Fondazione Università Ca’ Foscari
Title: The Name and Gender The Satirical Drama and the ‘Fourth Drama’ in Greek Theatre
Description:
This book examines the structure of the dramatic tetralogy as performed at the Great Dionysia (the major festival of Greek theatre), focusing on its final slot.
According to the standard reconstruction, this position was always occupied by a satyric play, a lighter and shorter pièce obligatorily featuring a chorus of satyrs (and their old ribald father Silenus), whose function was, among other things, to provide emotional relief from the three preceding tragedies.
If this was the case, exactly one fourth of each tragedian’s output would have consisted of satyr plays.
The book takes a fresh and extensive look at the evidence supporting this view, questioning whether the so-called ‘tetralogical rule’ of modern scholarship was really perceived as such by ancient Greek playwrights and thus invariably followed by them.
To this effect, the First Part of the book (“The Name”) systematically reviews the various possible Greek denominations for ‘satyric drama’, starting from the somewhat puzzling observation that there was no single dedicated word for it, at least none comparable to ‘tragedy’ or ‘comedy’.
The review confirms that the most widespread way of referring to a satyr play was by appending the adjective σατυρικός/-ή to its title.
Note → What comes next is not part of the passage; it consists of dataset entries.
#[cfg(test)]
mod tests {
    use super::*;
    use crate::config::ConfigBuilder;
    use std::sync::atomic::AtomicUsize;
    use std::sync::Mutex as StdMutex;

    struct ScriptedTransport {
        responses: StdMutex<Vec<Result<HttpResponse, String>>>,
        calls: AtomicUsize,
    }

    impl ScriptedTransport {
        fn new(responses: Vec<Result<HttpResponse, String>>) -> Self {
            Self {
                responses: StdMutex::new(responses),
                calls: AtomicUsize::new(0),
            }
        }
    }

    impl Transport for ScriptedTransport {
        fn request(&self, _req: HttpRequest) -> Result<HttpResponse, String> {
            self.calls.fetch_add(1, Ordering::SeqCst);
            let mut responses = self.responses.lock().unwrap();
            if responses.is_empty() {
                return Err("exhausted scripted responses".to_string());
            }
            responses.remove(0)
        }
    }

    struct NullDiscovery;
    impl diamond_server_list::DiscoveryTransport for NullDiscovery {
        fn get(
            &self,
            _url: &str,
            _timeout: Duration,
        ) -> Result<diamond_server_list::DiscoveryResponse, String> {
            Ok(diamond_server_list::DiscoveryResponse {
                status: 200,
                body: "h1\n".to_string(),
            })
        }
    }

    fn test_client(transport: Arc<dyn Transport>) -> (Arc<UnitClient>, tempfile::TempDir) {
        let dir = tempfile::tempdir().unwrap();
        let config = Arc::new(
            ConfigBuilder::new()
                .endpoint("disco.example")
                .namespace("ns")
                .access_key("ak")
                .secret_key("sk")
                .build()
                .unwrap(),
        );
        let snapshot_sink: diamond_snapshot::EventSink = Arc::new(|_| {});
        let snapshot = Arc::new(Snapshot::new(dir.path(), snapshot_sink));
        let server_list = ServerListManager::new(
            config.endpoint.clone(),
            Arc::new(NullDiscovery),
            snapshot.clone(),
            Duration::from_secs(3600),
            config.request_timeout,
            Arc::new(|_| {}),
        );
        let client = UnitClient::new(
            "",
            config,
            transport,
            server_list,
            snapshot,
            Arc::new(|_| {}),
        );
        (client, dir)
    }

    #[test]
    fn get_config_returns_none_on_404() {
        let transport = Arc::new(ScriptedTransport::new(vec![Ok(HttpResponse {
            status: 404,
            body: vec![],
        })]));
        let (client, _dir) = test_client(transport);
        assert_eq!(client.get_config("d", "g").unwrap(), None);
    }

    #[test]
    fn get_config_falls_back_to_snapshot_on_failure() {
        let transport: Arc<dyn Transport> = Arc::new(ScriptedTransport::new(vec![Ok(HttpResponse {
            status: 200,
            body: b"v1".to_vec(),
        })]));
        let (client, _dir) = test_client(transport);
        assert_eq!(client.get_config("d", "g").unwrap(), Some("v1".to_string()));

        // second transport exhausted -> falls back to the snapshot just written
        let failing: Arc<dyn Transport> =
            Arc::new(ScriptedTransport::new(vec![Err("boom".to_string())]));
        let snapshot = client.snapshot.clone();
        let config = client.config.clone();
        let server_list = client.server_list.clone();
        let client2 = UnitClient::new("", config, failing, server_list, snapshot, Arc::new(|_| {}));
        assert_eq!(client2.get_config("d", "g").unwrap(), Some("v1".to_string()));
    }

    #[test]
    fn probe_parses_changed_keys() {
        let body = format!("d1{WORD_SEP}g1{LINE_SEP}d2{WORD_SEP}g2{LINE_SEP}");
        let changed = parse_probe_response(&body).unwrap();
        assert_eq!(
            changed,
            vec![("d1".to_string(), "g1".to_string()), ("d2".to_string(), "g2".to_string())]
        );
    }

    #[test]
    fn sync_one_debounces_identical_content() {
        let transport: Arc<dyn Transport> = Arc::new(ScriptedTransport::new(vec![
            Ok(HttpResponse { status: 200, body: b"v1".to_vec() }),
            Ok(HttpResponse { status: 200, body: b"v1".to_vec() }),
        ]));
        let (client, _dir) = test_client(transport);
        let hits = Arc::new(AtomicUsize::new(0));
        let counted = hits.clone();
        let listener: Listener = Arc::new(move |_| {
            counted.fetch_add(1, Ordering::SeqCst);
        });
        client.subscriptions.lock().unwrap().insert(
            ("d".to_string(), "g".to_string()),
            Subscription {
                data_id: "d".to_string(),
                group: "g".to_string(),
                md5: None,
                content: None,
                listeners: vec![listener],
            },
        );
        client.sync_one("d", "g");
        client.sync_one("d", "g");
        // dispatch is async; give the dispatch thread a moment to run
        std::thread::sleep(Duration::from_millis(50));
        assert_eq!(hits.load(Ordering::SeqCst), 1);
    }

    #[test]
    fn close_is_idempotent() {
        let transport: Arc<dyn Transport> = Arc::new(ScriptedTransport::new(vec![]));
        let (client, _dir) = test_client(transport);
        client.close();
        client.close();
    }

    // ---- subscribe / unsubscribe, end to end (spec §8 scenarios B/C, properties 2/3) ---

    #[test]
    fn subscribe_delivers_initial_value_once_deferred() {
        let transport: Arc<dyn Transport> = Arc::new(ScriptedTransport::new(vec![
            Ok(HttpResponse { status: 200, body: b"v1".to_vec() }), // initial sync
            Ok(HttpResponse { status: 200, body: vec![] }),         // first probe: no change
        ]));
        let (client, _dir) = test_client(transport);
        let hits = Arc::new(StdMutex::new(Vec::new()));
        let captured = hits.clone();
        let listener: Listener = Arc::new(move |content| captured.lock().unwrap().push(content.to_string()));

        client.subscribe("d", "g", listener);
        std::thread::sleep(Duration::from_millis(80));

        assert_eq!(*hits.lock().unwrap(), vec!["v1".to_string()]);
    }

    #[test]
    fn probe_reported_change_triggers_resync_and_new_emission() {
        let transport: Arc<dyn Transport> = Arc::new(ScriptedTransport::new(vec![
            Ok(HttpResponse { status: 200, body: b"v1".to_vec() }), // initial sync
            Ok(HttpResponse {
                status: 200,
                body: format!("d{WORD_SEP}g{LINE_SEP}").into_bytes(),
            }), // probe: (d, g) changed
            Ok(HttpResponse { status: 200, body: b"v2".to_vec() }), // resync fetch
            Ok(HttpResponse { status: 200, body: vec![] }),         // next probe: no further change
        ]));
        let (client, _dir) = test_client(transport);
        let hits = Arc::new(StdMutex::new(Vec::new()));
        let captured = hits.clone();
        let listener: Listener = Arc::new(move |content| captured.lock().unwrap().push(content.to_string()));

        client.subscribe("d", "g", listener);
        std::thread::sleep(Duration::from_millis(120));

        assert_eq!(*hits.lock().unwrap(), vec!["v1".to_string(), "v2".to_string()]);
    }

    #[test]
    fn resubscribe_to_synced_key_emits_cached_value_only_to_new_listener() {
        let transport: Arc<dyn Transport> = Arc::new(ScriptedTransport::new(vec![
            Ok(HttpResponse { status: 200, body: b"v1".to_vec() }), // initial sync
            Ok(HttpResponse { status: 200, body: vec![] }),         // first probe: no change
        ]));
        let (client, _dir) = test_client(transport);

        let hits1 = Arc::new(StdMutex::new(Vec::new()));
        let captured1 = hits1.clone();
        let listener1: Listener = Arc::new(move |content| captured1.lock().unwrap().push(content.to_string()));
        client.subscribe("d", "g", listener1);
        std::thread::sleep(Duration::from_millis(80));
        assert_eq!(*hits1.lock().unwrap(), vec!["v1".to_string()]);

        let hits2 = Arc::new(StdMutex::new(Vec::new()));
        let captured2 = hits2.clone();
        let listener2: Listener = Arc::new(move |content| captured2.lock().unwrap().push(content.to_string()));
        client.subscribe("d", "g", listener2);
        std::thread::sleep(Duration::from_millis(30));

        assert_eq!(*hits2.lock().unwrap(), vec!["v1".to_string()]);
        assert_eq!(*hits1.lock().unwrap(), vec!["v1".to_string()]);
    }

    #[test]
    fn unsubscribe_removes_subscription_and_further_sync_is_a_no_op() {
        let transport: Arc<dyn Transport> = Arc::new(ScriptedTransport::new(vec![
            Ok(HttpResponse { status: 200, body: b"v1".to_vec() }), // initial sync
            Ok(HttpResponse { status: 200, body: vec![] }),         // first probe: no change
        ]));
        let (client, _dir) = test_client(transport);
        let hits = Arc::new(StdMutex::new(Vec::new()));
        let captured = hits.clone();
        let listener: Listener = Arc::new(move |content| captured.lock().unwrap().push(content.to_string()));

        client.subscribe("d", "g", listener.clone());
        std::thread::sleep(Duration::from_millis(80));
        assert_eq!(*hits.lock().unwrap(), vec!["v1".to_string()]);

        client.unsubscribe("d", "g", Some(&listener));
        assert!(client.subscriptions.lock().unwrap().is_empty());

        // Simulates a resync completing after the subscription was already
        // removed -- must discard silently, per §4.5 diffing rule 2.
        client.sync_one("d", "g");
        std::thread::sleep(Duration::from_millis(30));
        assert_eq!(*hits.lock().unwrap(), vec!["v1".to_string()]);
    }
}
In ancient quotation practice, however, these additions were easily liable to omission.
Thus, it stands to reason that, in the course of the transmission process, originally satyric titles and lines circulating without further definition might have become mingled with, or mistaken for, tragic ones.
The Second Part of the book (“The Genre”) takes its cue from this phenomenon, but it challenges the common view that all missing satyr plays of Classical theatre – that is, the ones expected on account of the 1:4 proportion but not traced until now – are still lurking incognito among the tragic remnants.
Instead, it suggests that some of them were never written, since ancient playwrights could turn to an alternative format to fill the last slot of the tetralogy: the ‘satyr-less’ fourth-place play.
The only certainly known instance of this, Euripides’s Alcestis, the last play in the tetralogy of 438 BC, has been variously explained away as an exception to the ‘tetralogical rule’.
Through a re-reading of the relevant ancient sources and a reassessment of the corpora of Sophocles and Euripides, the book aims to show that the ‘satyr-less’ option was, on the contrary, potentially available to all playwrights entering the Dionysian competition and in fact occasionally, if not regularly, employed.
The conclusion drafts a provisional identikit of this semi-forgotten literary typology.